= Gandghar =

Gandghar (Urdu: گندگھر; ګند غر) is a mountain range located on the western edge of Hazara Division, in the Khyber Pakhtunkhwa province of Pakistan. It is situated east of the Indus River (i.e on the left bank) in Haripur District. The Gandghar hill is a natural barrier restraining water of the Tarbela Dam from spilling away.

The city of Haripur is situated at the front of these mountains; it borders Tarbela Dam to the Northeast and the Hasan Abdal to the South. Peethan is considered highest top of this range.

Gandghar hill is home to a large number of villages including Sirikot, Nara, Kihari, Garhan, Darra Mohatt, Galai, Salam Khand, Dhok, Tarchitti, Baddah, Kharyan, Phulai Patti, Rakar, Chechian, Khyter, Ross, Bhal Dheri, Jhamra, Garr, Jabbar, Moriyaan and Dralla.

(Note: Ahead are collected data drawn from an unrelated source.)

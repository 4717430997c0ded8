//! Plain-text rendering of opportunities.

use std::fmt::Write;

use time::macros::format_description;
use time::OffsetDateTime;

use crate::arbitrage::Opportunity;

/// Text shown when a scan found nothing to report.
pub fn no_data_message() -> &'static str {
    "No surebets match the current filters (or no odds data is available right now)."
}

/// Render one opportunity.
///
/// ```text
/// NBA - basketball_nba
/// Boston Celtics vs New York Knicks
/// Kick-off: 2026-10-20 23:30 UTC
///
/// Pinnacle @ 2.10 -> stake 49.40
/// Smarkets @ 2.05 -> stake 50.60
///
/// ROI: 3.73%  Expected profit: 3.73
/// ```
pub fn format_opportunity(opportunity: &Opportunity) -> String {
    let event = &opportunity.event;
    let mut out = String::new();

    let _ = writeln!(out, "{} - {}", event.sport_title, event.sport_key);
    let _ = writeln!(out, "{} vs {}", event.home, event.away);
    let _ = writeln!(out, "Kick-off: {}", kick_off(event.commence_time));
    out.push('\n');

    for leg in opportunity.legs() {
        let _ = writeln!(
            out,
            "{} @ {} -> stake {}",
            leg.bookmaker_title, leg.odds, leg.stake
        );
    }
    out.push('\n');

    let _ = write!(
        out,
        "ROI: {}%  Expected profit: {}",
        opportunity.roi, opportunity.profit
    );
    out
}

/// Render a ranked list, separated by blank lines.
pub fn format_opportunities(opportunities: &[Opportunity]) -> String {
    if opportunities.is_empty() {
        return no_data_message().to_string();
    }
    opportunities
        .iter()
        .map(format_opportunity)
        .collect::<Vec<_>>()
        .join("\n\n")
}

/// Escape text for Telegram's HTML parse mode.
pub fn escape_html(text: &str) -> String {
    let mut out = String::with_capacity(text.len());
    for c in text.chars() {
        match c {
            '&' => out.push_str("&amp;"),
            '<' => out.push_str("&lt;"),
            '>' => out.push_str("&gt;"),
            '"' => out.push_str("&quot;"),
            '\'' => out.push_str("&#x27;"),
            c => out.push(c),
        }
    }
    out
}

fn kick_off(at: OffsetDateTime) -> String {
    let format = format_description!("[year]-[month]-[day] [hour]:[minute] UTC");
    at.format(&format).unwrap_or_else(|_| at.to_string())
}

The tahirkhelis and said khani (sub branches of utmanzai tribe) along side with other utmanzi branches and other pakthoon tribes form the majority of the population, other tribes include Mushwani, Mughal, Qureshi, Gujjar and some Pakhtoon tribes. The main language across this mountain range is Pashto, while Hindko and Urdu are also spoken and understood.

Gandhar is famous for the tales of Raja Rasalu. Some of these tales are also reported by British Army officer Major Abbott (famous for Abbottabad) who reported that he has listened such stories from the locals during his stay in the area of village Nara as his earlier headquarter in the first thirty years of the 20th century. Famous book Tuzke Jahngiri, travelogues of Mughal emperor Jahngir, also mentions some of these tales associated with the Gandghar mountains.

One such tale is that Raja Risalu used to stay during hunting expeditions in one of the caves of Sirban Mountain in Abbottabad. One day the Raja was informed by his parrot that his wife is in secret relation with another Demon (Dev) and they secretly meet in Gandghar mountains. Upon this Raja Rasalu rushed to the mountains where he found his wife and the Demon together. The Demon, afraid of the Raja's wrath, ran away from the occasion and found refuge in one of the caves of the Gandghar. The Raja chased the Demon and closed the opening of the cave with a huge rock. Folk stories tell us that the Demon jailed inside these mountains cries once in a year or two and the entire mountain range echoes with his cries.